- ISLAND BIRD (log canoe)
- U.S. National Register of Historic Places
- Nearest city: St. Michaels, Maryland
- Coordinates: 38°48′0″N 76°13′10″W﻿ / ﻿38.80000°N 76.21944°W
- Built: 1882
- Architect: Covington, William S.
- Architectural style: Tilghman
- MPS: Chesapeake Bay Sailing Log Canoe Fleet TR
- NRHP reference No.: 85002254
- Added to NRHP: September 18, 1985

= Island Bird =

Log canoe

The Island Bird is a Chesapeake Bay log canoe built in 1882 by William Sidney Covington in Tilghman, Maryland.

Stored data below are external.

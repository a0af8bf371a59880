//! Many to many search over a contraction hierarchy.
//!
//! Backward searches climb from the targets and leave buckets, forward
//! searches climb from the sources and consume them. Both directions prune
//! with stall-on-demand. Bucket consumption happens before the stall test:
//! a stalled forward node no longer expands, but its bucket entries still
//! count. Same for appending buckets in the backward direction.
//!
//! Matched positions on both sides of the same node can produce a negative
//! weight sum at the meeting node. Such a pair only describes a real path if
//! the meeting node carries a loop shortcut that pays the difference back, so
//! the sum is compensated with the loop weight or dropped.

use super::*;

/// What a search remembers per reached node besides the key.
#[derive(Debug, Clone, Copy)]
pub struct HeapData {
    pub parent: NodeId,
    pub duration: EdgeWeight,
}

impl From<(NodeId, EdgeWeight)> for HeapData {
    fn from((parent, duration): (NodeId, EdgeWeight)) -> Self {
        HeapData { parent, duration }
    }
}

fn relax_outgoing_edges<const DIRECTION: bool>(
    facade: &ContractedGraph,
    node: NodeId,
    weight: EdgeWeight,
    duration: EdgeWeight,
    query_heap: &mut QueryHeap<HeapData>,
) {
    for edge in facade.neighbor_edge_indices(node) {
        let data = facade.edge_data(edge);
        let traversable = if DIRECTION == FORWARD_DIRECTION { data.forward } else { data.backward };
        if traversable {
            let to = facade.head(edge);

            debug_assert!(data.weight > 0, "edge_weight invalid");
            let to_weight = weight + data.weight;
            let to_duration = duration + data.duration;

            // New node discovered -> add it to the heap
            if !query_heap.was_inserted(to) {
                query_heap.insert(to, to_weight, HeapData { parent: node, duration: to_duration });
            }
            // Found a shorter path -> update the key, ties keep the first seen parent
            else if to_weight < query_heap.key(to) {
                *query_heap.data_mut(to) = HeapData { parent: node, duration: to_duration };
                query_heap.decrease_key(to, to_weight);
            }
        }
    }
}

/// Is there a better way to reach `node` over a neighbor against the search direction?
/// If so the node cannot lie on a shortest path and does not need to be expanded.
fn stall_at_node<const DIRECTION: bool>(facade: &ContractedGraph, node: NodeId, weight: EdgeWeight, query_heap: &QueryHeap<HeapData>) -> bool {
    for edge in facade.neighbor_edge_indices(node) {
        let data = facade.edge_data(edge);
        let opposite = if DIRECTION == REVERSE_DIRECTION { data.forward } else { data.backward };
        if opposite {
            let to = facade.head(edge);
            if query_heap.was_inserted(to) && query_heap.key(to) + data.weight < weight {
                return true;
            }
        }
    }
    false
}

fn forward_routing_step(
    facade: &ContractedGraph,
    row_idx: usize,
    number_of_targets: usize,
    query_heap: &mut QueryHeap<HeapData>,
    search_space_with_buckets: &SearchSpaceWithBuckets,
    weights_table: &mut [EdgeWeight],
    durations_table: &mut [EdgeWeight],
) {
    let node = query_heap.pop().unwrap();
    let source_weight = query_heap.key(node);
    let source_duration = query_heap.data(node).duration;

    if let Some(bucket_list) = search_space_with_buckets.get(&node) {
        for current_bucket in bucket_list {
            let column_idx = current_bucket.target_id as usize;
            let target_weight = current_bucket.weight;
            let target_duration = current_bucket.duration;

            let entry = row_idx * number_of_targets + column_idx;

            let new_weight = source_weight + target_weight;
            if new_weight < 0 {
                // the target lies "behind" the source on the meeting node,
                // only a loop shortcut can make a real path out of this pair
                let loop_weight = facade.loop_weight(node);
                let new_weight_with_loop = new_weight.saturating_add(loop_weight);
                if loop_weight != INVALID_EDGE_WEIGHT && new_weight_with_loop >= 0 {
                    weights_table[entry] = std::cmp::min(weights_table[entry], new_weight_with_loop);
                    durations_table[entry] = std::cmp::min(durations_table[entry], source_duration + target_duration + facade.loop_duration(node));
                }
            } else if new_weight < weights_table[entry] {
                weights_table[entry] = new_weight;
                durations_table[entry] = source_duration + target_duration;
            }
        }
    }

    if stall_at_node::<FORWARD_DIRECTION>(facade, node, source_weight, query_heap) {
        return;
    }

    relax_outgoing_edges::<FORWARD_DIRECTION>(facade, node, source_weight, source_duration, query_heap);
}

fn backward_routing_step(
    facade: &ContractedGraph,
    column_idx: usize,
    query_heap: &mut QueryHeap<HeapData>,
    search_space_with_buckets: &mut SearchSpaceWithBuckets,
) {
    let node = query_heap.pop().unwrap();
    let target_weight = query_heap.key(node);
    let target_duration = query_heap.data(node).duration;

    // remember the settled node for the forward searches
    search_space_with_buckets.entry(node).or_default().push(NodeBucket {
        target_id: column_idx as u32,
        weight: target_weight,
        duration: target_duration,
    });

    if stall_at_node::<REVERSE_DIRECTION>(facade, node, target_weight, query_heap) {
        return;
    }

    relax_outgoing_edges::<REVERSE_DIRECTION>(facade, node, target_weight, target_duration, query_heap);
}

pub fn many_to_many_search(
    engine_working_data: &mut SearchEngineData<HeapData>,
    facade: &ContractedGraph,
    phantom_nodes: &[PhantomNode],
    source_indices: &[usize],
    target_indices: &[usize],
) -> Vec<EdgeWeight> {
    let number_of_targets = selected_len(phantom_nodes, target_indices);
    let number_of_entries = selected_len(phantom_nodes, source_indices) * number_of_targets;

    let mut weights_table = vec![INVALID_EDGE_WEIGHT; number_of_entries];
    let mut durations_table = vec![MAXIMAL_EDGE_DURATION; number_of_entries];

    engine_working_data.initialize_or_clear(facade.num_nodes());
    let query_heap = &mut engine_working_data.many_to_many_heap;

    let mut search_space_with_buckets = SearchSpaceWithBuckets::new();

    let mut column_idx = 0;
    for_each_selected(phantom_nodes, target_indices, |phantom| {
        query_heap.clear();
        insert_target_in_heap(query_heap, phantom);

        while !query_heap.is_empty() {
            backward_routing_step(facade, column_idx, query_heap, &mut search_space_with_buckets);
        }
        column_idx += 1;
    });

    let mut row_idx = 0;
    for_each_selected(phantom_nodes, source_indices, |phantom| {
        query_heap.clear();
        insert_source_in_heap(query_heap, phantom);

        while !query_heap.is_empty() {
            forward_routing_step(
                facade,
                row_idx,
                number_of_targets,
                query_heap,
                &search_space_with_buckets,
                &mut weights_table,
                &mut durations_table,
            );
        }
        row_idx += 1;
    });

    durations_table
}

She is a 27 ft 4 in sailing log canoe with a racing rig, a sharp stem with a longhead bow, and a sharp, raking stern. She is one of the smallest boats in the active racing fleet, with a beam of only 5 ft 6.5 in. The boat is privately owned by the descendants of Mr. Covington and has been racing every season since 1949. She is one of the last 22 surviving traditional Chesapeake Bay racing log canoes that carry on a tradition of racing on the Eastern Shore of Maryland that has existed since the 1840s. She is located in St. Michaels, Talbot County, Maryland.

She was listed on the National Register of Historic Places in 1985.